Das Bundessozialgericht bestätigte nun die Auffassung des Landessozialgerichts. Zwar sei das Trinken von Kaffee für sich genommen eine private, also „eigenwirtschaftliche“ Tätigkeit. Doch der Unfall sei nicht beim Trinken passiert, sondern beim Weg zum Automaten. Dieser Weg habe sich in einem Raum ereignet, den der Arbeitgeber ausdrücklich als Sozialraum für die Getränkeversorgung vorgesehen habe.

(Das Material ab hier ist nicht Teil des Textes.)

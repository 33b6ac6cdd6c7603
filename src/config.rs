use serde::{Deserialize, Serialize};
use std::path::Path;
use thiserror::Error;

/// How long each cue keeps the output ducked, in seconds
pub const DEFAULT_DUCK_WINDOW_SECS: f64 = 1.0;
/// Output level while a cue is active
pub const DEFAULT_DUCKED_VOLUME: f32 = 0.2;
/// Output level when no cue is active
pub const FULL_VOLUME: f32 = 1.0;
/// Typical HTML media `timeupdate` cadence
pub const DEFAULT_TICK_RATE_HZ: f64 = 4.0;

#[derive(Debug, Error, PartialEq)]
pub enum ConfigError {
    #[error("duck window must be a positive number of seconds, got {0}")]
    InvalidWindow(f64),

    #[error("ducked volume must be within [0, 1], got {0}")]
    InvalidVolume(f32),

    #[error("tick rate must be positive, got {0}")]
    InvalidTickRate(f64),

    #[error("loop count must be at least 1")]
    InvalidLoopCount,
}

#[derive(Debug, Deserialize, Serialize, Clone, Default)]
pub struct AppConfig {
    #[serde(default)]
    pub ducking: DuckingConfig,
    #[serde(default)]
    pub playback: PlaybackConfig,
}

#[derive(Debug, Deserialize, Serialize, Clone, Copy, PartialEq)]
pub struct DuckingConfig {
    pub window_secs: f64,
    pub ducked_volume: f32,
}

#[derive(Debug, Deserialize, Serialize, Clone, Copy, PartialEq)]
pub struct PlaybackConfig {
    pub tick_rate_hz: f64,
    pub loop_count: u32,
}

impl Default for DuckingConfig {
    fn default() -> Self {
        Self {
            window_secs: DEFAULT_DUCK_WINDOW_SECS,
            ducked_volume: DEFAULT_DUCKED_VOLUME,
        }
    }
}

impl Default for PlaybackConfig {
    fn default() -> Self {
        Self {
            tick_rate_hz: DEFAULT_TICK_RATE_HZ,
            loop_count: 1,
        }
    }
}

impl DuckingConfig {
    pub fn validate(&self) -> Result<(), ConfigError> {
        if !self.window_secs.is_finite() || self.window_secs <= 0.0 {
            return Err(ConfigError::InvalidWindow(self.window_secs));
        }
        if !(0.0..=1.0).contains(&self.ducked_volume) {
            return Err(ConfigError::InvalidVolume(self.ducked_volume));
        }
        Ok(())
    }
}

impl PlaybackConfig {
    pub fn validate(&self) -> Result<(), ConfigError> {
        if !self.tick_rate_hz.is_finite() || self.tick_rate_hz <= 0.0 {
            return Err(ConfigError::InvalidTickRate(self.tick_rate_hz));
        }
        if self.loop_count == 0 {
            return Err(ConfigError::InvalidLoopCount);
        }
        Ok(())
    }
}

/// `CUE_SYNC_` variables, `__` between nested keys
/// (e.g. `CUE_SYNC_DUCKING__WINDOW_SECS=0.8`)
fn env_overrides() -> config::Environment {
    config::Environment::with_prefix("CUE_SYNC")
        .prefix_separator("_")
        .separator("__")
        .try_parsing(true)
}

impl AppConfig {
    /// Load `cue-sync.toml` from the working directory (if present) and
    /// `CUE_SYNC_` environment overrides.
    pub fn load() -> anyhow::Result<Self> {
        Self::load_from(None)
    }

    pub fn load_from(path: Option<&Path>) -> anyhow::Result<Self> {
        let config = Self::read_from(path)?;
        config.validate()?;
        Ok(config)
    }

    /// Layer defaults, the file and the environment without checking the
    /// result, so callers can apply their own overrides before validating.
    pub fn read_from(path: Option<&Path>) -> anyhow::Result<Self> {
        Self::read_layers(path, env_overrides())
    }

    fn read_layers(path: Option<&Path>, env: config::Environment) -> anyhow::Result<Self> {
        let mut builder = config::Config::builder()
            .set_default("ducking.window_secs", DEFAULT_DUCK_WINDOW_SECS)?
            .set_default("ducking.ducked_volume", DEFAULT_DUCKED_VOLUME as f64)?
            .set_default("playback.tick_rate_hz", DEFAULT_TICK_RATE_HZ)?
            .set_default("playback.loop_count", 1)?;

        builder = match path {
            Some(path) => builder.add_source(config::File::from(path).required(true)),
            None => builder.add_source(config::File::with_name("cue-sync").required(false)),
        };

        Ok(builder.add_source(env).build()?.try_deserialize()?)
    }

    pub fn validate(&self) -> Result<(), ConfigError> {
        self.ducking.validate()?;
        self.playback.validate()
    }

    /// Effective configuration as TOML, for `--print-config`
    pub fn to_toml(&self) -> anyhow::Result<String> {
        Ok(toml::to_string_pretty(self)?)
    }
}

Damit habe die Klägerin einer spezifischen Betriebsgefahr unterlegen: Sie sei auf einem Boden ausgerutscht, dessen Nässe durch die vom Arbeitgeber beauftragte Reinigung entstanden war. Der Sozialraum und seine Gefahren gehörten also eindeutig zur Risikosphäre des Arbeitgebers. Deshalb sei der Sturz als Arbeitsunfall anzuerkennen.
Das Urteil hat eine klare Botschaft: Nicht nur der direkte Arbeitsplatz, sondern auch Räume, die der Arbeitgeber für Pausen, Verpflegung oder Getränke bereitstellt, sind Teil des versicherten Gefahrenbereichs. Passiert dort ein Unfall, ist die gesetzliche Unfallversicherung in der Regel leistungspflichtig.